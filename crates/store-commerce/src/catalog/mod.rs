//! Product catalog module.
//!
//! Contains the product record, typed queries, the reader seam and the
//! failure-tolerant loading helpers used by views.

mod decode;
mod loading;
mod memory;
mod product;
mod query;
mod reader;

pub use decode::decode_products;
pub use loading::{distinct_categories, load_listing, load_product, CatalogListing, ProductLookup};
pub use memory::InMemoryCatalog;
pub use product::Product;
pub use query::CatalogQuery;
pub use reader::CatalogReader;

*Exercise directions*. The records above must be written out again exactly.

*Answer to this problem*.
filename crates/store-commerce/src/catalog/mod.rs
//! Product catalog module.
//!
//! Contains the product record, typed queries, the reader seam and the
//! failure-tolerant loading helpers used by views.

mod decode;
mod loading;
mod memory;
mod product;
mod query;
mod reader;

pub use decode::decode_products;
pub use loading::{distinct_categories, load_listing, load_product, CatalogListing, ProductLookup};
pub use memory::InMemoryCatalog;
pub use product::Product;
pub use query::CatalogQuery;
pub use reader::CatalogReader;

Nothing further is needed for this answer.